use chrono::{DateTime, Datelike, Utc};
use serde::{Deserialize, Deserializer, Serialize, Serializer};

/// Calendar month over which usage counters accumulate, written `YYYY-MM`.
///
/// Ordering follows the calendar.
#[derive(Debug, Clone, Copy, PartialEq, Eq, PartialOrd, Ord, Hash)]
pub struct BillingPeriod {
    year: i32,
    month: u32,
}

#[derive(Debug, Clone, PartialEq, Eq, thiserror::Error)]
#[error("Invalid billing period '{0}': expected YYYY-MM")]
pub struct InvalidPeriod(pub String);

impl BillingPeriod {
    pub fn new(year: i32, month: u32) -> Result<Self, InvalidPeriod> {
        if !(1..=12).contains(&month) || !(1..=9999).contains(&year) {
            return Err(InvalidPeriod(format!("{year:04}-{month:02}")));
        }
        Ok(Self { year, month })
    }

    /// The period containing `at`.
    pub fn containing(at: DateTime<Utc>) -> Self {
        Self {
            year: at.year(),
            month: at.month(),
        }
    }

    pub fn year(&self) -> i32 {
        self.year
    }

    pub fn month(&self) -> u32 {
        self.month
    }

    pub fn previous(&self) -> Self {
        if self.month == 1 {
            Self {
                year: self.year - 1,
                month: 12,
            }
        } else {
            Self {
                year: self.year,
                month: self.month - 1,
            }
        }
    }

    /// The `count` periods ending with this one, oldest first.
    pub fn trailing(&self, count: u32) -> Vec<Self> {
        let mut periods = Vec::with_capacity(count as usize);
        let mut current = *self;
        for _ in 0..count {
            periods.push(current);
            current = current.previous();
        }
        periods.reverse();
        periods
    }
}

impl std::fmt::Display for BillingPeriod {
    fn fmt(&self, f: &mut std::fmt::Formatter<'_>) -> std::fmt::Result {
        write!(f, "{:04}-{:02}", self.year, self.month)
    }
}

impl std::str::FromStr for BillingPeriod {
    type Err = InvalidPeriod;

    fn from_str(s: &str) -> Result<Self, Self::Err> {
        let invalid = || InvalidPeriod(s.to_string());
        let (year, month) = s.split_once('-').ok_or_else(invalid)?;
        if year.len() != 4 || month.len() != 2 {
            return Err(invalid());
        }
        if !year.bytes().chain(month.bytes()).all(|b| b.is_ascii_digit()) {
            return Err(invalid());
        }
        let year: i32 = year.parse().map_err(|_| invalid())?;
        let month: u32 = month.parse().map_err(|_| invalid())?;
        Self::new(year, month).map_err(|_| invalid())
    }
}

impl Serialize for BillingPeriod {
    fn serialize<S: Serializer>(&self, serializer: S) -> Result<S::Ok, S::Error> {
        serializer.collect_str(self)
    }
}

impl<'de> Deserialize<'de> for BillingPeriod {
    fn deserialize<D: Deserializer<'de>>(deserializer: D) -> Result<Self, D::Error> {
        let s = String::deserialize(deserializer)?;
        s.parse().map_err(serde::de::Error::custom)
    }
}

**********

Over the whole listing above, how many lines contain the string "Clone"? The answer is that number alone.

2